### EXERCISE GOAL
Filter out every line below that lacks "lines", and copy the rest.

### RECORD SET
........

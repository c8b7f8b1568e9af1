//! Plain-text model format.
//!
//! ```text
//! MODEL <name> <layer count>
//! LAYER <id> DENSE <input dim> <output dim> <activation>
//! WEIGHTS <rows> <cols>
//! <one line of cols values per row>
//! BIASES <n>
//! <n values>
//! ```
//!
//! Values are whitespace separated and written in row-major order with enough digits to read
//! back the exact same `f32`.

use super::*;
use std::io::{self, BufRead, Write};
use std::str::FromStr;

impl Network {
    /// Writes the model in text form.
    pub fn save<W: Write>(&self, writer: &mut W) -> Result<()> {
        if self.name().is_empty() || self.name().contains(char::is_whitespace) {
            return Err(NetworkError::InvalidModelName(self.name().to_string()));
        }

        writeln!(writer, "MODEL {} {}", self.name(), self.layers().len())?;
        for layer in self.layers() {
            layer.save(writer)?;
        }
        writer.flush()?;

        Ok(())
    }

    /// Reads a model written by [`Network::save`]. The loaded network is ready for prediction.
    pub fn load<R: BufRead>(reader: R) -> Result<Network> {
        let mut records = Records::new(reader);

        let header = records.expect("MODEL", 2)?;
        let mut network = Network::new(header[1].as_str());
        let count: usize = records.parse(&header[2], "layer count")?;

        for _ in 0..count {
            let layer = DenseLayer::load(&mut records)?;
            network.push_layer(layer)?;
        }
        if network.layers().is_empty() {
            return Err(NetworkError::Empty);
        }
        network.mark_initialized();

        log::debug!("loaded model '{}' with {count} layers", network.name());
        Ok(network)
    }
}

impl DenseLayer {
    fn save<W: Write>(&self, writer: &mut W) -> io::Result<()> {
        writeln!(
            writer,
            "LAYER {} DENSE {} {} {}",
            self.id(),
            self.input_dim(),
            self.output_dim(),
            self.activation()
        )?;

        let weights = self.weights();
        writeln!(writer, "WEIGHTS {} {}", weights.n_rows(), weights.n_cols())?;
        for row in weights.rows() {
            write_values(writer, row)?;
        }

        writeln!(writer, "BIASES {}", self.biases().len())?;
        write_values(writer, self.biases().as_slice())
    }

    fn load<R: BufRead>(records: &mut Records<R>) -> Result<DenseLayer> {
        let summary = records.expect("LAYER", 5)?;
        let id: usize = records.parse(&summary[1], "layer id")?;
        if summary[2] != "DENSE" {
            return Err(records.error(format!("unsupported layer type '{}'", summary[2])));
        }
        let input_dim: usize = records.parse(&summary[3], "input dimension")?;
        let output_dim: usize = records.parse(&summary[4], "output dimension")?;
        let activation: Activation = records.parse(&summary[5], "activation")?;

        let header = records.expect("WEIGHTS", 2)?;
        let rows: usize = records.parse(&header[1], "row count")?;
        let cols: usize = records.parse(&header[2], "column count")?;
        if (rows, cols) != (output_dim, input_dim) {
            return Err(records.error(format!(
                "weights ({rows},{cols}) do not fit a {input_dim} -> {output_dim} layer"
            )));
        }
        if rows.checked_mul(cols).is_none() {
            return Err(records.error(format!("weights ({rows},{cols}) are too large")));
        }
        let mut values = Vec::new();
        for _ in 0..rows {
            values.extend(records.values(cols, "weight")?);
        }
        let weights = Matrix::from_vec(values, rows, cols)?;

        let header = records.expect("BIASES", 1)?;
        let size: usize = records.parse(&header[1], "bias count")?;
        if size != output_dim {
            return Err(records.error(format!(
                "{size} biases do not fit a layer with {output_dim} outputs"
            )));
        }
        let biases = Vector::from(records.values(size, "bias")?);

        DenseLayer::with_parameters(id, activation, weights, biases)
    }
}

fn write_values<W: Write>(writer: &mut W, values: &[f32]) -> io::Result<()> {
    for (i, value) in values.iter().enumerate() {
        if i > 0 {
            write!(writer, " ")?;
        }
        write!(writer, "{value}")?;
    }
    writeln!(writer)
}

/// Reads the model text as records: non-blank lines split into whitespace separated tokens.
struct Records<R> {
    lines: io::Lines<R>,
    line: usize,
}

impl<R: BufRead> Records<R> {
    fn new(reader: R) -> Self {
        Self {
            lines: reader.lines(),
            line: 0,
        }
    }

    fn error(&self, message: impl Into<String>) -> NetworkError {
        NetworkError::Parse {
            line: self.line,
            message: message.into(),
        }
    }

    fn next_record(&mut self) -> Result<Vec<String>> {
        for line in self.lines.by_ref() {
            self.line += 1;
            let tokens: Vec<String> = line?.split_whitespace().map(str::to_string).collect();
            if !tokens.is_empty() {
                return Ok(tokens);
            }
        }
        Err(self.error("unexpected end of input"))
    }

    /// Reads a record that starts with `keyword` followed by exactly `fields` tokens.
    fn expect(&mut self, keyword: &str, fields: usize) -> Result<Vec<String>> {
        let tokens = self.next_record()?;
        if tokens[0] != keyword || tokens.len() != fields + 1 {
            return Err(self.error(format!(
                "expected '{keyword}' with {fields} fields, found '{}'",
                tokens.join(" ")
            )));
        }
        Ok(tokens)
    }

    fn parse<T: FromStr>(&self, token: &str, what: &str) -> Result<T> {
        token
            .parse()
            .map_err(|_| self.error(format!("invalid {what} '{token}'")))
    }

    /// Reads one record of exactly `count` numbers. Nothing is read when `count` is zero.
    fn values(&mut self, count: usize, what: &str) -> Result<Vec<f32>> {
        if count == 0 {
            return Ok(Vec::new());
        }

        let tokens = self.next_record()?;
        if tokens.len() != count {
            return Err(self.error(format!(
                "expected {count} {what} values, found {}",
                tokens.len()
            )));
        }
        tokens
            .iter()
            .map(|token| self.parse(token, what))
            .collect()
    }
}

........

### REPLY TO THE TASK
/// Reads the model text as records: non-blank lines split into whitespace separated tokens.
    lines: io::Lines<R>,
            lines: reader.lines(),
        for line in self.lines.by_ref() {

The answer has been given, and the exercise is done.